▶ [Exercise details] Within the records below, reproduce without change the lines from the line that has "pub struct ChatMessagePush" through the line that has "read as absent.", and only those.
-- Data under study follows --
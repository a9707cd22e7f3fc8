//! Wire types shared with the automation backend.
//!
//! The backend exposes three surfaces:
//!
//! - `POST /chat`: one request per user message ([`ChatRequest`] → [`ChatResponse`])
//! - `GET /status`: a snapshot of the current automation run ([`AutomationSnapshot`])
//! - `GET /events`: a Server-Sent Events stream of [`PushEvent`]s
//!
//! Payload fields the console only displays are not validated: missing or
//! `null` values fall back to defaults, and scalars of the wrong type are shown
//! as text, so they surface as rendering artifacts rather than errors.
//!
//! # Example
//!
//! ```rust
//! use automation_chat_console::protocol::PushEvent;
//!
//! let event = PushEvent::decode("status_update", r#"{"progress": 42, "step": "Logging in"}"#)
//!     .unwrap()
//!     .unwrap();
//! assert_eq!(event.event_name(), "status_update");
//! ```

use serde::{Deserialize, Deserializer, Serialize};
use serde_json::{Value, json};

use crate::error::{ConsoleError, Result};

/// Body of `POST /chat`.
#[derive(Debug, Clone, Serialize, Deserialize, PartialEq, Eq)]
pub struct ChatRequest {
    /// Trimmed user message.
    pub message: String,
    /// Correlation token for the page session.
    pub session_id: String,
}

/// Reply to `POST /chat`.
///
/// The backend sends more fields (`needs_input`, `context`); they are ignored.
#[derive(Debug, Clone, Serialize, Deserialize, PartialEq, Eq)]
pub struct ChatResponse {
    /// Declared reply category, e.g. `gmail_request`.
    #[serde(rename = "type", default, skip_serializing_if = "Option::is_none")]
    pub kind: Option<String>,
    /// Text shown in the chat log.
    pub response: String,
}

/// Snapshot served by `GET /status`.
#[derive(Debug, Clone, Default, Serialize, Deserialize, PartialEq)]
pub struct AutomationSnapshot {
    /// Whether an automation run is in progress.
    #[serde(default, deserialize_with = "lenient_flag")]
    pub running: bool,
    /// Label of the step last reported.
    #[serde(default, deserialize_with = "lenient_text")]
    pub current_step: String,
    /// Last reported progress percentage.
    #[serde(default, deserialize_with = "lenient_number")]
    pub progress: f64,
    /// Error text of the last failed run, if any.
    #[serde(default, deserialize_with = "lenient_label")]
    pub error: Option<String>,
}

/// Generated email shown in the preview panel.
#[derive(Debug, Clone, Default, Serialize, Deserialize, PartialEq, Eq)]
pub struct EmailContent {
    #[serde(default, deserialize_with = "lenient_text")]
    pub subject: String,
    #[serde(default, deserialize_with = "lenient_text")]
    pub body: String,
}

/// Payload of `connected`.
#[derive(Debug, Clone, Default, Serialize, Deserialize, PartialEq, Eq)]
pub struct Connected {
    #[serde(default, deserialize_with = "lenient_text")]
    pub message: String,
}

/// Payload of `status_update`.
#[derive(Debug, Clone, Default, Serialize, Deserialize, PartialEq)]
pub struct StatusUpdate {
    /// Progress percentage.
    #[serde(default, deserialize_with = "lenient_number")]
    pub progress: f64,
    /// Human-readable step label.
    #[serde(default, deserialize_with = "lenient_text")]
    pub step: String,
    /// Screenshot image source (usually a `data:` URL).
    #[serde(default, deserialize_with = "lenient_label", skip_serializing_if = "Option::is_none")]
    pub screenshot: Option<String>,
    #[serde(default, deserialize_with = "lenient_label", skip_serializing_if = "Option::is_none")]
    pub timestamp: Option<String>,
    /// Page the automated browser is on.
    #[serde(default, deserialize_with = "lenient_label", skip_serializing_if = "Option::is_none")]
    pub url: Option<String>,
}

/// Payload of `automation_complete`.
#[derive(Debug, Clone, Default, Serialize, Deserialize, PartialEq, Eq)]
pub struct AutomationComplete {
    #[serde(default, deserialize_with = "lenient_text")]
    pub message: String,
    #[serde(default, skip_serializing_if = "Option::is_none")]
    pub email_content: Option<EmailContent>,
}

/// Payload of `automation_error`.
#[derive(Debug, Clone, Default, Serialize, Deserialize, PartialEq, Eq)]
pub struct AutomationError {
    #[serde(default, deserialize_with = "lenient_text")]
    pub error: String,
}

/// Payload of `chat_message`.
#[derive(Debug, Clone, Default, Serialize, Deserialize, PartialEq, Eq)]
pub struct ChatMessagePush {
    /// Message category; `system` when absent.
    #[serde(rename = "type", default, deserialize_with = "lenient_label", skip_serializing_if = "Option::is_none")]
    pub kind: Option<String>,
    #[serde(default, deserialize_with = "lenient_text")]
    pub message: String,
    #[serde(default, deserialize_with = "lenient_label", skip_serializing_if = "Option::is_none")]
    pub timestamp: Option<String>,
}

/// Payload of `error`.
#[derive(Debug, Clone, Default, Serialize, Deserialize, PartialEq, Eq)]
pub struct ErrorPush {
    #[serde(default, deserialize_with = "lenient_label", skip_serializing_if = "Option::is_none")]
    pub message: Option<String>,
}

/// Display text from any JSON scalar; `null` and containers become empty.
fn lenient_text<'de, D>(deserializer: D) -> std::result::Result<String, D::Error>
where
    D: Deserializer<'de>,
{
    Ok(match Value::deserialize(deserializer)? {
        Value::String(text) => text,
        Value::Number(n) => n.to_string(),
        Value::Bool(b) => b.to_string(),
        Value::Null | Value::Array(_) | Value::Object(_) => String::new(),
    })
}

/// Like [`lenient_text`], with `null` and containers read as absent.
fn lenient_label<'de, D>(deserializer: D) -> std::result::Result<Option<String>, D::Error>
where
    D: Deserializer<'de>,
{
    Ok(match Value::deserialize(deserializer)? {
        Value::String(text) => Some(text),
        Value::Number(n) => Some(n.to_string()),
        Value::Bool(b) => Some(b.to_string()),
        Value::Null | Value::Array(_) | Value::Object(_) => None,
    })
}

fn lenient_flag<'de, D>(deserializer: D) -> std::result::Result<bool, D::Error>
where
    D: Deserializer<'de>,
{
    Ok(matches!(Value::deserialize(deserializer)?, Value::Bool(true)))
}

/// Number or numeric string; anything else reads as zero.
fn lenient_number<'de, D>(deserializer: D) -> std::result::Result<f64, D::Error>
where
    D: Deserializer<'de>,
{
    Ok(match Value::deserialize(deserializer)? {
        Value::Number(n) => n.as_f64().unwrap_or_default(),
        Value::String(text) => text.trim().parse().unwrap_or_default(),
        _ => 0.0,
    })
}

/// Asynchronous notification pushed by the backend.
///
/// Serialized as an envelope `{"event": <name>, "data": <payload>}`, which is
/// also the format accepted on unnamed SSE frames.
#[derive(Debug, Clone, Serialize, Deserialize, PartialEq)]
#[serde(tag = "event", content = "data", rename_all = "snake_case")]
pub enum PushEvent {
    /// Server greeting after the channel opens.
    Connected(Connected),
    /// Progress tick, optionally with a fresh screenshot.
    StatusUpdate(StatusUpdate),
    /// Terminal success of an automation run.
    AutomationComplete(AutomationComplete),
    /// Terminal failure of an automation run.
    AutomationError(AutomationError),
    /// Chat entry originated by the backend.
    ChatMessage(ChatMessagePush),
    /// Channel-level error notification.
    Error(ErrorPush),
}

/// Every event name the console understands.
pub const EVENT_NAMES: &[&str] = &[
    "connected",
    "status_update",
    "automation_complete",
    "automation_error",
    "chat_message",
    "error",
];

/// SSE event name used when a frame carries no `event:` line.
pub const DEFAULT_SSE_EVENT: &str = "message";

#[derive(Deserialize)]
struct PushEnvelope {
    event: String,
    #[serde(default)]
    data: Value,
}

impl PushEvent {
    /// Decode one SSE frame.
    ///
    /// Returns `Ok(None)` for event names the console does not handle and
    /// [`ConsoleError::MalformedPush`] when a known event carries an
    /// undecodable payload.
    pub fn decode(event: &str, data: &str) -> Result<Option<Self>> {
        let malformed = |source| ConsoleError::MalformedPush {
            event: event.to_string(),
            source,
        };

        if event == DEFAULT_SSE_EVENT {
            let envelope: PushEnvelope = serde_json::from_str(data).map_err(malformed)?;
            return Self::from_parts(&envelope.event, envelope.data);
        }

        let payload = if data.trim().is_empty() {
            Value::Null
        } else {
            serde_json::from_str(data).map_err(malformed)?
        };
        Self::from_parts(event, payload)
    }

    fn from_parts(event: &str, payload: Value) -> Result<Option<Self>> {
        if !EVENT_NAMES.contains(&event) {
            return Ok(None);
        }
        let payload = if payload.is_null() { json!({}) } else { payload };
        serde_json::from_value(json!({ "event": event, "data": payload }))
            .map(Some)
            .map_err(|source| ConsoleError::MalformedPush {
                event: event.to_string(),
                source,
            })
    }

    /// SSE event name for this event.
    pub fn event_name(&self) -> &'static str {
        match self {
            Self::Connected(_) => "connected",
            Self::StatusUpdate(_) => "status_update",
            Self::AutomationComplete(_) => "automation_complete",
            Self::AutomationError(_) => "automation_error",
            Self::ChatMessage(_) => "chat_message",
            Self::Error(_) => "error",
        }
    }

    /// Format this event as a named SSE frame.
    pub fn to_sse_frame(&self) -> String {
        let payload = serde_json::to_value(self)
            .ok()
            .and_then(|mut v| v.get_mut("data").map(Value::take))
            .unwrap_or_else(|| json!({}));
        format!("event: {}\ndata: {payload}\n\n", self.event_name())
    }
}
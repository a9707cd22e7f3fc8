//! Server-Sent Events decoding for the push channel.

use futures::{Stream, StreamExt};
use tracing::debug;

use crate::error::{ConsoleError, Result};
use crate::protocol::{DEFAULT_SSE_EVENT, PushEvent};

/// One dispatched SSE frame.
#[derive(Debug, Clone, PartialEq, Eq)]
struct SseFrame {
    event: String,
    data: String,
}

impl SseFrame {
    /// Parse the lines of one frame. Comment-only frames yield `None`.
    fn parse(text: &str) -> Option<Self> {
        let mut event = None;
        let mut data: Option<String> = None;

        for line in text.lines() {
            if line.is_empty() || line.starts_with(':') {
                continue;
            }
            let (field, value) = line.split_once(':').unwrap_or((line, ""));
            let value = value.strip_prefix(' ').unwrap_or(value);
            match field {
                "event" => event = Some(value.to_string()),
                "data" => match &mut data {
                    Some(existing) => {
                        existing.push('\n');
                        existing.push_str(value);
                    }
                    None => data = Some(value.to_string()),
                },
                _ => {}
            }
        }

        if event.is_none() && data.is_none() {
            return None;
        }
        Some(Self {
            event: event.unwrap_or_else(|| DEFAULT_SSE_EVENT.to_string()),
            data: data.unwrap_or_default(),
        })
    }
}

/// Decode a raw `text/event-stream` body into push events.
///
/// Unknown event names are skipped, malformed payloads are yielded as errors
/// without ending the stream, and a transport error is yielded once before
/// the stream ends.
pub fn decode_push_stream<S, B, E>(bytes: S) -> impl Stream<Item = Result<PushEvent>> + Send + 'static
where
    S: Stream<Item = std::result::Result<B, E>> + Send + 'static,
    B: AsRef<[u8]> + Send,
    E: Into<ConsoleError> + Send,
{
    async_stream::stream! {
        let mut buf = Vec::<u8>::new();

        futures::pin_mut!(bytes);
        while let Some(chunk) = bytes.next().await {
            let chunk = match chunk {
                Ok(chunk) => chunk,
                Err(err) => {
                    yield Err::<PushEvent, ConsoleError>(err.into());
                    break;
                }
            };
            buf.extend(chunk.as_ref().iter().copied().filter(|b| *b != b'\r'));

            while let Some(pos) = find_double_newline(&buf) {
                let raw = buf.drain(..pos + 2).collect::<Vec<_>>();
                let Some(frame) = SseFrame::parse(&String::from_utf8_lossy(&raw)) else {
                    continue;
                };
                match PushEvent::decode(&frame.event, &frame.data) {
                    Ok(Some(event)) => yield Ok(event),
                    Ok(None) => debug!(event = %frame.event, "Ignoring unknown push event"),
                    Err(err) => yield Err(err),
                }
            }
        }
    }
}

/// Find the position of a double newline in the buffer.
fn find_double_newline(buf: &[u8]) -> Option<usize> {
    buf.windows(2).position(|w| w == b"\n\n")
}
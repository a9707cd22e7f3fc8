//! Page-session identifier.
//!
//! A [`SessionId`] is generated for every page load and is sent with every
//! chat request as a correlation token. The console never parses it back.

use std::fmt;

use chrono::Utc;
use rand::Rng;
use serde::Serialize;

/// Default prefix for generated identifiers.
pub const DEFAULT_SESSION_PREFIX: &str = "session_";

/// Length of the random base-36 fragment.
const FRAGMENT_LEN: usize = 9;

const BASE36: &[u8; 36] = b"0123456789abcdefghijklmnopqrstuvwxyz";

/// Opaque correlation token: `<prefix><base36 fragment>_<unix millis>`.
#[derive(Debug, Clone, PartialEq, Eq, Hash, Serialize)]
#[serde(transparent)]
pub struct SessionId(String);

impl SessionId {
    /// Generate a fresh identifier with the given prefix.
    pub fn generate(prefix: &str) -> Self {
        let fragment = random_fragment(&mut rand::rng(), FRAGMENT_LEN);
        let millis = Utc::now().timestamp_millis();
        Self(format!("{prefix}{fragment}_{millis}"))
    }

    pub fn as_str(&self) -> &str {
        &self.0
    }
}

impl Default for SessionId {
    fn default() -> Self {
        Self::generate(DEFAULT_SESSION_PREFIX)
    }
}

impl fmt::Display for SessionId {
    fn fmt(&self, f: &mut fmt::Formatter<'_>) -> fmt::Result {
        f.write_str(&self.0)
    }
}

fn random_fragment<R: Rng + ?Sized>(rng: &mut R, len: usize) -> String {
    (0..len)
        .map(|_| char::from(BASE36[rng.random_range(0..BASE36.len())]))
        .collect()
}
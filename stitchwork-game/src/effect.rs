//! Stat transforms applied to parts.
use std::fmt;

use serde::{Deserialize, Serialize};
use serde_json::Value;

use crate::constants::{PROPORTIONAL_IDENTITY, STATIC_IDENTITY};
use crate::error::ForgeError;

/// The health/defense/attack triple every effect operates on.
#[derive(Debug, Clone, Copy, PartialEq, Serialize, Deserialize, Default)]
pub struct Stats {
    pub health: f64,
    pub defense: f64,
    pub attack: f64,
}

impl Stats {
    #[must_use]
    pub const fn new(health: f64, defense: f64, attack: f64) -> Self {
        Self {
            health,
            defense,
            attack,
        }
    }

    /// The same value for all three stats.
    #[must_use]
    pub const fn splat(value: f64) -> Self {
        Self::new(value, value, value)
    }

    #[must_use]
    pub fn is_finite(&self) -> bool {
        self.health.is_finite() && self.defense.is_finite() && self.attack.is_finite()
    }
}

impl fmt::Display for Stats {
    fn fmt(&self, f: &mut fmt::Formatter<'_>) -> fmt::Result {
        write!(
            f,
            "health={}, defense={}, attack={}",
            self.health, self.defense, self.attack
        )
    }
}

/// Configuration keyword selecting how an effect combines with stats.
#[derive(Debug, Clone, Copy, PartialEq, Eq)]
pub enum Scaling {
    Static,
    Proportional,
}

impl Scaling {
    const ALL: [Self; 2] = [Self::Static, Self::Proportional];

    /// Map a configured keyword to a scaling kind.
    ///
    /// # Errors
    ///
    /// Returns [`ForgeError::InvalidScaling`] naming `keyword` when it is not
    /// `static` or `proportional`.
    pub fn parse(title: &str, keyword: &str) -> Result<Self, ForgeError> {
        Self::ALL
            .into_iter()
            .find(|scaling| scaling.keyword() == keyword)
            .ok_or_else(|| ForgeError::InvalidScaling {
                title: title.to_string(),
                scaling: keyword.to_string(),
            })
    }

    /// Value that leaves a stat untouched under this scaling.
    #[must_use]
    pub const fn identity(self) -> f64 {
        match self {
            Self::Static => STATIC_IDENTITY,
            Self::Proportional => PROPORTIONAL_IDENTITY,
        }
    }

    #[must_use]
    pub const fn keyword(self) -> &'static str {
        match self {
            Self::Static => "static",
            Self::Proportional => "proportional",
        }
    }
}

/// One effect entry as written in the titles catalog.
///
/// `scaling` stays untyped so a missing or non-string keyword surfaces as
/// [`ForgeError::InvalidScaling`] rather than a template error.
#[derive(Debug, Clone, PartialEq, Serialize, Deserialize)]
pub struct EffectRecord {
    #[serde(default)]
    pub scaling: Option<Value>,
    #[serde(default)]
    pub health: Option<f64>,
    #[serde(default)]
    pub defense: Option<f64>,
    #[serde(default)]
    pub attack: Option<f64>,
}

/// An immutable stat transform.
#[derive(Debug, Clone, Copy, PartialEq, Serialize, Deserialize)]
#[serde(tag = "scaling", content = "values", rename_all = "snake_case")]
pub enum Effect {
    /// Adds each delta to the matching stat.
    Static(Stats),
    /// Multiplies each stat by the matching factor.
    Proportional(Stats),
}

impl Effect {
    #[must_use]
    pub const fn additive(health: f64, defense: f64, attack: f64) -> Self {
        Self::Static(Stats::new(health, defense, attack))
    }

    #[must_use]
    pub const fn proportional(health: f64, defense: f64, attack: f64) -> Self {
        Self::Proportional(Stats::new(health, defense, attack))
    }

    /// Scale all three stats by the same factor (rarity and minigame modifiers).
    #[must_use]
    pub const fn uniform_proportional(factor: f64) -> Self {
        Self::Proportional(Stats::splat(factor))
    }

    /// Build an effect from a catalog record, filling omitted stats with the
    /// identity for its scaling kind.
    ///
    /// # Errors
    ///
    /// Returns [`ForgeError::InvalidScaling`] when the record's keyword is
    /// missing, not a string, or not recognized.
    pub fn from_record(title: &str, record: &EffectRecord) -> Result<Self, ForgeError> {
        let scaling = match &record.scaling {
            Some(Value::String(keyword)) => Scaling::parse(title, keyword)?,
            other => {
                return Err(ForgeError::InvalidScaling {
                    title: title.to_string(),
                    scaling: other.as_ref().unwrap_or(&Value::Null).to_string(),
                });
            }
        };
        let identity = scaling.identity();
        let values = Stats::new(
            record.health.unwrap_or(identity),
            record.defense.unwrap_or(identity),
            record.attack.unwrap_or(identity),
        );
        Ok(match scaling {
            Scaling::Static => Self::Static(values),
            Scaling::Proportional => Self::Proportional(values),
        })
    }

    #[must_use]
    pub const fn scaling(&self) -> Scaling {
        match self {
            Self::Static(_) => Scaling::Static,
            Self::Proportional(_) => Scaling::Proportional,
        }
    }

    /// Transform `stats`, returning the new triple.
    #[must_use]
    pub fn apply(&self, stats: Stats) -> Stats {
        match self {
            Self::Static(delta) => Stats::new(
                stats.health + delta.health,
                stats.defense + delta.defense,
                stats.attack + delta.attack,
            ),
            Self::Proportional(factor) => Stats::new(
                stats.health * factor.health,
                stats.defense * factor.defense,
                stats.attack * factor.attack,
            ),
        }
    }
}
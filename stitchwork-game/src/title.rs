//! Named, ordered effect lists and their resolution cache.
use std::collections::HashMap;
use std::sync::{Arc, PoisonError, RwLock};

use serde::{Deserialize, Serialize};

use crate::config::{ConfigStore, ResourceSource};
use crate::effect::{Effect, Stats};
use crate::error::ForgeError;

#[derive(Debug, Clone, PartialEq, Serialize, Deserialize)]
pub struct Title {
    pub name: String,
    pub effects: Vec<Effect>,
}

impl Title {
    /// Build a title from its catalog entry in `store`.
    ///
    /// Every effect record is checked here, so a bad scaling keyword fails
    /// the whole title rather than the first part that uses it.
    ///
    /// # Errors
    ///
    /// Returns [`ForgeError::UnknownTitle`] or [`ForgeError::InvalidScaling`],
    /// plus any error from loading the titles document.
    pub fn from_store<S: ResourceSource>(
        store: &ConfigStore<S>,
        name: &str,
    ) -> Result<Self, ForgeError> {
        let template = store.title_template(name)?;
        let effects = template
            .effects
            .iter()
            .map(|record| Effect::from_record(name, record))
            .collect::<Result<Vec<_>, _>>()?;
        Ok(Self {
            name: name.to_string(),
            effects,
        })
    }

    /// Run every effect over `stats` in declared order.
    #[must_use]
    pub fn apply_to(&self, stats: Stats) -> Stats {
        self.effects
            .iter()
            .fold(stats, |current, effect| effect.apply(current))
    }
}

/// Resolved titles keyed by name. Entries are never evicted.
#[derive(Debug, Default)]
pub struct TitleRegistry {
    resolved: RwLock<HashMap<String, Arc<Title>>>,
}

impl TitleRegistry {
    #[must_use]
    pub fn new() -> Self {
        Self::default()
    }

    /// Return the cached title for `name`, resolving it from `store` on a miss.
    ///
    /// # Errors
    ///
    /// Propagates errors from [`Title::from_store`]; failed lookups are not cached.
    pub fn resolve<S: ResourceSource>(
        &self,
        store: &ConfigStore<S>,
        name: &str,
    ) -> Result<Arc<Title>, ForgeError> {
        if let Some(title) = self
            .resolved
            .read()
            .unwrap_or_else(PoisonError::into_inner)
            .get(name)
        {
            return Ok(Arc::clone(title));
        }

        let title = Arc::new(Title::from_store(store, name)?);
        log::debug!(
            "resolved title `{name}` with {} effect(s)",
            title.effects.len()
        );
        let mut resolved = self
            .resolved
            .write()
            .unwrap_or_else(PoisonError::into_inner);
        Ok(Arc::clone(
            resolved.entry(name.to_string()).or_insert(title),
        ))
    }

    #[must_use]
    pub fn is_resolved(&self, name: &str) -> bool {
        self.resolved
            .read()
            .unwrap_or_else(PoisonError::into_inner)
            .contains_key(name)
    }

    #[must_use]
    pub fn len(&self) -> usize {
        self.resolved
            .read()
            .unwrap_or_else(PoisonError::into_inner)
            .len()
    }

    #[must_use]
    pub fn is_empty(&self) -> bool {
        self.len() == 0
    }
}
-- Data under study concluded --
▶ [Reply to the task]
pub struct ChatMessagePush {
    /// Message category; `system` when absent.
    #[serde(rename = "type", default, deserialize_with = "lenient_label", skip_serializing_if = "Option::is_none")]
    pub kind: Option<String>,
    #[serde(default, deserialize_with = "lenient_text")]
    pub message: String,
    #[serde(default, deserialize_with = "lenient_label", skip_serializing_if = "Option::is_none")]
    pub timestamp: Option<String>,
}

/// Payload of `error`.
#[derive(Debug, Clone, Default, Serialize, Deserialize, PartialEq, Eq)]
pub struct ErrorPush {
    #[serde(default, deserialize_with = "lenient_label", skip_serializing_if = "Option::is_none")]
    pub message: Option<String>,
}

/// Display text from any JSON scalar; `null` and containers become empty.
fn lenient_text<'de, D>(deserializer: D) -> std::result::Result<String, D::Error>
where
    D: Deserializer<'de>,
{
    Ok(match Value::deserialize(deserializer)? {
        Value::String(text) => text,
        Value::Number(n) => n.to_string(),
        Value::Bool(b) => b.to_string(),
        Value::Null | Value::Array(_) | Value::Object(_) => String::new(),
    })
}

/// Like [`lenient_text`], with `null` and containers read as absent.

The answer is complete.